As with software, whatever the real goal is should be decided and then approached directly. Any effect that is brought about as an accidental side effect of an unrelated architectural decision should be regraded as a flaw in the system.
If we want better local representation, we can strengthen local government, or create governments smaller than a city. We can eliminate geographic districts, as units that elect representatives to some higher level of government, but we can still have excellent local government.
If we want cultural representation, we can create a new branch of government, that allows people to identify as a particular culture, and then vote for members of that culture.
If we want religious representation, we can create a new branch of government, that allows people to identify as a particular religion, and then vote for members of that religion.
If we want racial representation, we can create a new branch of government, that allows people to identify as a particular race, and then vote for members of that race.
If we want language representation, we can create a new branch of government, that allows people to identify as speaking a particular language, and then vote for members who also claim to speak that language.

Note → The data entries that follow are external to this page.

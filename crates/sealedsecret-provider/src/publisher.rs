//! Sealed secret lifecycle: seal, publish, read back and remove.

use std::sync::Arc;

use sealedsecret_core::{
    PublicKeyResolver, ReadinessPoller, SealedSecretDocument, Sealer, SecretManifest,
};
use sealedsecret_git::{
    CommitInfo, GitLabClient, RepositorySession, ReviewSubmitter, SubmitOutcome,
};
use tokio_util::sync::CancellationToken;
use tracing::{debug, info};
use url::Url;

use crate::error::ProviderError;
use crate::local::seal_stamped;
use crate::settings::ProviderSettings;

/// A secret and the repository path it is published under.
#[derive(Debug, Clone)]
pub struct SecretResource {
    pub path: String,
    pub secret: SecretManifest,
}

impl SecretResource {
    /// Creates a new resource.
    pub fn new(path: impl Into<String>, secret: SecretManifest) -> Self {
        Self {
            path: path.into(),
            secret,
        }
    }
}

/// Result of a create or update.
#[derive(Debug, Clone, PartialEq, Eq)]
pub struct PublishedSecret {
    pub path: String,
    /// Fingerprint of the key the secret was sealed with.
    pub key_fingerprint: String,
    pub commit: CommitInfo,
    /// Set when review requests are enabled.
    pub review: Option<SubmitOutcome>,
}

/// What a read found in the repository.
#[derive(Debug, Clone, PartialEq, Eq)]
pub enum ReadOutcome {
    /// The file is gone; the caller should forget or recreate the resource.
    Absent,
    /// The file is present.
    Present(SecretState),
}

/// The published state of a secret.
#[derive(Debug, Clone, PartialEq, Eq)]
pub struct SecretState {
    pub name: String,
    pub namespace: String,
    pub secret_type: String,
    pub encrypted_keys: Vec<String>,
    /// Fingerprint recorded in the document, if any.
    pub key_fingerprint: Option<String>,
    /// True when the secret was sealed with a key other than the current one.
    pub rotated: bool,
}

/// Seals secrets and publishes them through a shared repository session.
pub struct SecretPublisher {
    session: RepositorySession,
    sealer: Arc<dyn Sealer>,
    resolver: Arc<dyn PublicKeyResolver>,
    review: Option<ReviewSubmitter>,
    create_poller: ReadinessPoller,
    read_poller: ReadinessPoller,
}

impl SecretPublisher {
    /// Creates a publisher with default key deadlines and no review requests.
    pub fn new(
        session: RepositorySession,
        sealer: Arc<dyn Sealer>,
        resolver: Arc<dyn PublicKeyResolver>,
    ) -> Self {
        Self {
            session,
            sealer,
            resolver,
            review: None,
            create_poller: ReadinessPoller::new(std::time::Duration::from_secs(180)),
            read_poller: ReadinessPoller::new(std::time::Duration::from_secs(60)),
        }
    }

    /// Opens the repository session described by `settings` and builds a
    /// publisher around it.
    pub async fn from_settings(
        settings: &ProviderSettings,
        sealer: Arc<dyn Sealer>,
        resolver: Arc<dyn PublicKeyResolver>,
        cancel: &CancellationToken,
    ) -> Result<Self, ProviderError> {
        let config = settings.git.to_session_config()?;
        let session = RepositorySession::open(config, cancel)
            .await
            .map_err(|e| ProviderError::session("open", &settings.git.url, e))?;

        let mut publisher = Self::new(session, sealer, resolver).with_pollers(
            settings.readiness.create_poller(),
            settings.readiness.read_poller(),
        );

        if settings.review.enabled {
            let token = settings.review_token().ok_or_else(|| {
                ProviderError::InvalidSettings("review requests need a token".to_string())
            })?;
            let client = match &settings.review.api_url {
                Some(api_url) => {
                    let base = Url::parse(api_url).map_err(|e| {
                        ProviderError::InvalidSettings(format!("review.api_url: {}", e))
                    })?;
                    GitLabClient::new(base, token)
                },
                None => GitLabClient::for_repository(&settings.git.url, token),
            }
            .map_err(|e| ProviderError::InvalidSettings(e.to_string()))?;

            publisher = publisher.with_review(ReviewSubmitter::new(Arc::new(client)));
        }

        Ok(publisher)
    }

    /// Requests review after every change.
    pub fn with_review(mut self, review: ReviewSubmitter) -> Self {
        self.review = Some(review);
        self
    }

    /// Replaces the key pollers used by create and read.
    pub fn with_pollers(mut self, create: ReadinessPoller, read: ReadinessPoller) -> Self {
        self.create_poller = create;
        self.read_poller = read;
        self
    }

    /// Returns the repository session.
    pub fn session(&self) -> &RepositorySession {
        &self.session
    }

    /// Seals the secret with the current key and publishes it.
    ///
    /// Waits up to the create deadline for the key service to come up.
    pub async fn create(
        &self,
        resource: &SecretResource,
        cancel: &CancellationToken,
    ) -> Result<PublishedSecret, ProviderError> {
        resource.secret.validate()?;

        let key = self
            .create_poller
            .resolve_key(self.resolver.as_ref(), cancel)
            .await?;
        let (content, fingerprint) = seal_stamped(self.sealer.as_ref(), &resource.secret, &key)?;

        let commit = self
            .session
            .publish(&resource.path, content, cancel)
            .await
            .map_err(|e| ProviderError::session("publish", &resource.path, e))?;
        info!(
            "Published {}/{} to {}",
            resource.secret.namespace, resource.secret.name, resource.path
        );

        let review = self.request_review().await?;

        Ok(PublishedSecret {
            path: resource.path.clone(),
            key_fingerprint: fingerprint,
            commit,
            review,
        })
    }

    /// Reseals and republishes the secret, replacing the previous content.
    pub async fn update(
        &self,
        resource: &SecretResource,
        cancel: &CancellationToken,
    ) -> Result<PublishedSecret, ProviderError> {
        self.create(resource, cancel).await
    }

    /// Reads the published secret back.
    ///
    /// `known_fingerprint` is the fingerprint the caller recorded at create
    /// time; the one stored in the document is used when it is `None`.
    pub async fn read(
        &self,
        path: &str,
        known_fingerprint: Option<&str>,
        cancel: &CancellationToken,
    ) -> Result<ReadOutcome, ProviderError> {
        let content = match self.session.read(path).await {
            Ok(content) => content,
            Err(e) if e.is_not_found() => {
                debug!("{} is no longer in the repository", path);
                return Ok(ReadOutcome::Absent);
            },
            Err(e) => return Err(ProviderError::session("read", path, e)),
        };
        let document = SealedSecretDocument::from_yaml(&content)?;

        let current = self
            .read_poller
            .resolve_key(self.resolver.as_ref(), cancel)
            .await?
            .fingerprint();
        let sealed_with = known_fingerprint.or(document.key_fingerprint());
        let rotated = sealed_with.is_some_and(|fingerprint| fingerprint != current);
        if rotated {
            info!("Sealing key changed since {} was published", path);
        }

        Ok(ReadOutcome::Present(SecretState {
            name: document.name().to_string(),
            namespace: document.namespace().to_string(),
            secret_type: document.secret_type().to_string(),
            encrypted_keys: document.encrypted_keys().map(str::to_string).collect(),
            key_fingerprint: document.key_fingerprint().map(str::to_string),
            rotated,
        }))
    }

    /// Removes the published secret and requests review.
    ///
    /// Returns `None` when the file was already gone. Review is requested in
    /// that case too, since an earlier removal may not have reached it.
    pub async fn delete(
        &self,
        path: &str,
        cancel: &CancellationToken,
    ) -> Result<Option<CommitInfo>, ProviderError> {
        let commit = match self.session.delete(path, cancel).await {
            Ok(commit) => {
                info!("Removed {}", path);
                Some(commit)
            },
            Err(e) if e.is_not_found() => {
                debug!("{} already removed", path);
                None
            },
            Err(e) => return Err(ProviderError::session("delete", path, e)),
        };

        self.request_review().await?;
        Ok(commit)
    }

    async fn request_review(&self) -> Result<Option<SubmitOutcome>, ProviderError> {
        let Some(review) = &self.review else {
            return Ok(None);
        };

        let source = self.session.source_branch();
        let outcome = review
            .submit(self.session.url(), source, self.session.target_branch())
            .await
            .map_err(|source_err| ProviderError::Review {
                branch: source.to_string(),
                source: source_err,
            })?;
        Ok(Some(outcome))
    }
}

impl std::fmt::Debug for SecretPublisher {
    fn fmt(&self, f: &mut std::fmt::Formatter<'_>) -> std::fmt::Result {
        f.debug_struct("SecretPublisher")
            .field("session", &self.session)
            .field("review", &self.review.is_some())
            .finish_non_exhaustive()
    }
}
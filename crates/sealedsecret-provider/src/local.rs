//! Sealing without a repository: the document is handed back to the caller.

use std::sync::Arc;
use std::time::Duration;

use sealedsecret_core::{
    PublicKey, PublicKeyResolver, ReadinessPoller, SealedSecretDocument, Sealer, SecretManifest,
};
use tokio_util::sync::CancellationToken;
use tracing::debug;

use crate::error::ProviderError;
use crate::settings::ReadinessSettings;

/// A sealed document kept by the caller instead of being published.
#[derive(Debug, Clone, PartialEq, Eq)]
pub struct LocalSecret {
    /// The sealed document, fingerprint annotation included.
    pub yaml_content: Vec<u8>,
    /// Fingerprint of the key the secret was sealed with.
    pub key_fingerprint: String,
}

/// Seals secrets with the current key and returns the YAML.
pub struct LocalSealer {
    sealer: Arc<dyn Sealer>,
    resolver: Arc<dyn PublicKeyResolver>,
    poller: ReadinessPoller,
}

impl LocalSealer {
    /// Creates a sealer that waits up to a minute for the key service.
    pub fn new(sealer: Arc<dyn Sealer>, resolver: Arc<dyn PublicKeyResolver>) -> Self {
        Self {
            sealer,
            resolver,
            poller: ReadinessPoller::new(Duration::from_secs(60)),
        }
    }

    /// Creates a sealer that waits as long as a read would.
    pub fn from_settings(
        settings: &ReadinessSettings,
        sealer: Arc<dyn Sealer>,
        resolver: Arc<dyn PublicKeyResolver>,
    ) -> Self {
        Self::new(sealer, resolver).with_poller(settings.read_poller())
    }

    /// Replaces the key poller.
    pub fn with_poller(mut self, poller: ReadinessPoller) -> Self {
        self.poller = poller;
        self
    }

    /// Seals `secret` and stamps the key fingerprint into the document.
    ///
    /// Nothing is written anywhere; the caller stores the result.
    pub async fn seal_local(
        &self,
        secret: &SecretManifest,
        cancel: &CancellationToken,
    ) -> Result<LocalSecret, ProviderError> {
        secret.validate()?;
        debug!("Sealing {}/{} locally", secret.namespace, secret.name);

        let key = self
            .poller
            .resolve_key(self.resolver.as_ref(), cancel)
            .await?;
        let (yaml_content, key_fingerprint) = seal_stamped(self.sealer.as_ref(), secret, &key)?;

        Ok(LocalSecret {
            yaml_content,
            key_fingerprint,
        })
    }
}

impl std::fmt::Debug for LocalSealer {
    fn fmt(&self, f: &mut std::fmt::Formatter<'_>) -> std::fmt::Result {
        f.debug_struct("LocalSealer")
            .field("deadline", &self.poller.deadline())
            .finish_non_exhaustive()
    }
}

/// Seals `secret` with `key` and records the key fingerprint in the
/// document. Returns the YAML and the fingerprint.
pub(crate) fn seal_stamped(
    sealer: &dyn Sealer,
    secret: &SecretManifest,
    key: &PublicKey,
) -> Result<(Vec<u8>, String), ProviderError> {
    let fingerprint = key.fingerprint();
    let sealed = sealer.seal(secret, key)?;
    let mut document = SealedSecretDocument::from_yaml(&sealed)?;
    document.set_key_fingerprint(fingerprint.clone());
    Ok((document.to_yaml()?, fingerprint))
}
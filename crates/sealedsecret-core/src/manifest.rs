//! The `SealedSecret` document persisted in the repository.
//!
//! Only the fields the provider needs are modelled. Everything else a sealer
//! emits is kept in the `extra` maps so a parse/serialize cycle does not drop
//! it.

use indexmap::IndexMap;
use serde::{Deserialize, Serialize};

use crate::error::ManifestError;
use crate::secret::SecretManifest;

/// Annotation carrying the fingerprint of the key the document was sealed with.
pub const KEY_FINGERPRINT_ANNOTATION: &str = "sealedsecret-provider/public-key-hash";

const API_VERSION: &str = "bitnami.com/v1alpha1";
const KIND: &str = "SealedSecret";

fn default_api_version() -> String {
    API_VERSION.to_string()
}

fn default_kind() -> String {
    KIND.to_string()
}

/// A sealed secret as stored in Git.
#[derive(Debug, Clone, PartialEq, Serialize, Deserialize)]
#[serde(rename_all = "camelCase")]
pub struct SealedSecretDocument {
    #[serde(default = "default_api_version")]
    pub api_version: String,
    #[serde(default = "default_kind")]
    pub kind: String,
    #[serde(default)]
    pub metadata: ObjectMeta,
    pub spec: SealedSecretSpec,
    #[serde(flatten)]
    pub extra: IndexMap<String, serde_yaml::Value>,
}

/// Object metadata.
#[derive(Debug, Clone, Default, PartialEq, Serialize, Deserialize)]
#[serde(rename_all = "camelCase")]
pub struct ObjectMeta {
    #[serde(default)]
    pub name: String,
    #[serde(default)]
    pub namespace: String,
    #[serde(default, skip_serializing_if = "IndexMap::is_empty")]
    pub annotations: IndexMap<String, String>,
    #[serde(flatten)]
    pub extra: IndexMap<String, serde_yaml::Value>,
}

/// The `spec` block: encrypted values keyed by their original field name.
#[derive(Debug, Clone, Default, PartialEq, Serialize, Deserialize)]
#[serde(rename_all = "camelCase")]
pub struct SealedSecretSpec {
    #[serde(default)]
    pub encrypted_data: IndexMap<String, String>,
    #[serde(default)]
    pub template: SecretTemplate,
    #[serde(flatten)]
    pub extra: IndexMap<String, serde_yaml::Value>,
}

/// Template of the secret the controller will materialise.
#[derive(Debug, Clone, Default, PartialEq, Serialize, Deserialize)]
pub struct SecretTemplate {
    #[serde(rename = "type", default, skip_serializing_if = "Option::is_none")]
    pub secret_type: Option<String>,
    #[serde(default)]
    pub metadata: TemplateMeta,
    #[serde(flatten)]
    pub extra: IndexMap<String, serde_yaml::Value>,
}

/// Name and namespace of the target secret.
#[derive(Debug, Clone, Default, PartialEq, Serialize, Deserialize)]
pub struct TemplateMeta {
    #[serde(default)]
    pub name: String,
    #[serde(default)]
    pub namespace: String,
    #[serde(flatten)]
    pub extra: IndexMap<String, serde_yaml::Value>,
}

impl SealedSecretDocument {
    /// Builds a document for `secret` from already encrypted values.
    pub fn new(secret: &SecretManifest, encrypted_data: IndexMap<String, String>) -> Self {
        Self {
            api_version: default_api_version(),
            kind: default_kind(),
            metadata: ObjectMeta {
                name: secret.name.clone(),
                namespace: secret.namespace.clone(),
                ..Default::default()
            },
            spec: SealedSecretSpec {
                encrypted_data,
                template: SecretTemplate {
                    secret_type: Some(secret.secret_type.clone()),
                    metadata: TemplateMeta {
                        name: secret.name.clone(),
                        namespace: secret.namespace.clone(),
                        extra: IndexMap::new(),
                    },
                    extra: IndexMap::new(),
                },
                extra: IndexMap::new(),
            },
            extra: IndexMap::new(),
        }
    }

    /// Parses a document from YAML bytes.
    pub fn from_yaml(bytes: &[u8]) -> Result<Self, ManifestError> {
        let doc: Self = serde_yaml::from_slice(bytes).map_err(ManifestError::Parse)?;
        if doc.name().is_empty() {
            return Err(ManifestError::MissingField {
                field: "metadata.name",
            });
        }
        Ok(doc)
    }

    /// Serializes the document to YAML bytes.
    pub fn to_yaml(&self) -> Result<Vec<u8>, ManifestError> {
        serde_yaml::to_string(self)
            .map(String::into_bytes)
            .map_err(ManifestError::Serialize)
    }

    /// Returns the target secret name.
    pub fn name(&self) -> &str {
        non_empty_or(&self.spec.template.metadata.name, &self.metadata.name)
    }

    /// Returns the target namespace.
    pub fn namespace(&self) -> &str {
        non_empty_or(
            &self.spec.template.metadata.namespace,
            &self.metadata.namespace,
        )
    }

    /// Returns the target secret type (`Opaque` when the template omits it).
    pub fn secret_type(&self) -> &str {
        self.spec
            .template
            .secret_type
            .as_deref()
            .unwrap_or("Opaque")
    }

    /// Returns the fingerprint of the key this document was sealed with.
    pub fn key_fingerprint(&self) -> Option<&str> {
        self.metadata
            .annotations
            .get(KEY_FINGERPRINT_ANNOTATION)
            .map(String::as_str)
    }

    /// Records the fingerprint of the sealing key.
    pub fn set_key_fingerprint(&mut self, fingerprint: impl Into<String>) {
        self.metadata
            .annotations
            .insert(KEY_FINGERPRINT_ANNOTATION.to_string(), fingerprint.into());
    }

    /// Returns the names of the encrypted fields.
    pub fn encrypted_keys(&self) -> impl Iterator<Item = &str> {
        self.spec.encrypted_data.keys().map(String::as_str)
    }
}

fn non_empty_or<'a>(preferred: &'a str, fallback: &'a str) -> &'a str {
    if preferred.is_empty() {
        fallback
    } else {
        preferred
    }
}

Again, the same rule we apply to software architecture should apply here. Whatever kind of representation we regard as important, we should approach the matter directly, and not try to achieve the effect accidentally, as the side effect of some other architectural decision.
Indeed, many of the problems we see in our political system are exactly because too many goals are being overloaded on too few institutions. If this was a legacy software app, and I was brought in as a consultant to clean it up, I would immediately suggest that a dramatic increase in both encapsulation and polymorphism was needed, and could only be achieved by introducing new branches of government.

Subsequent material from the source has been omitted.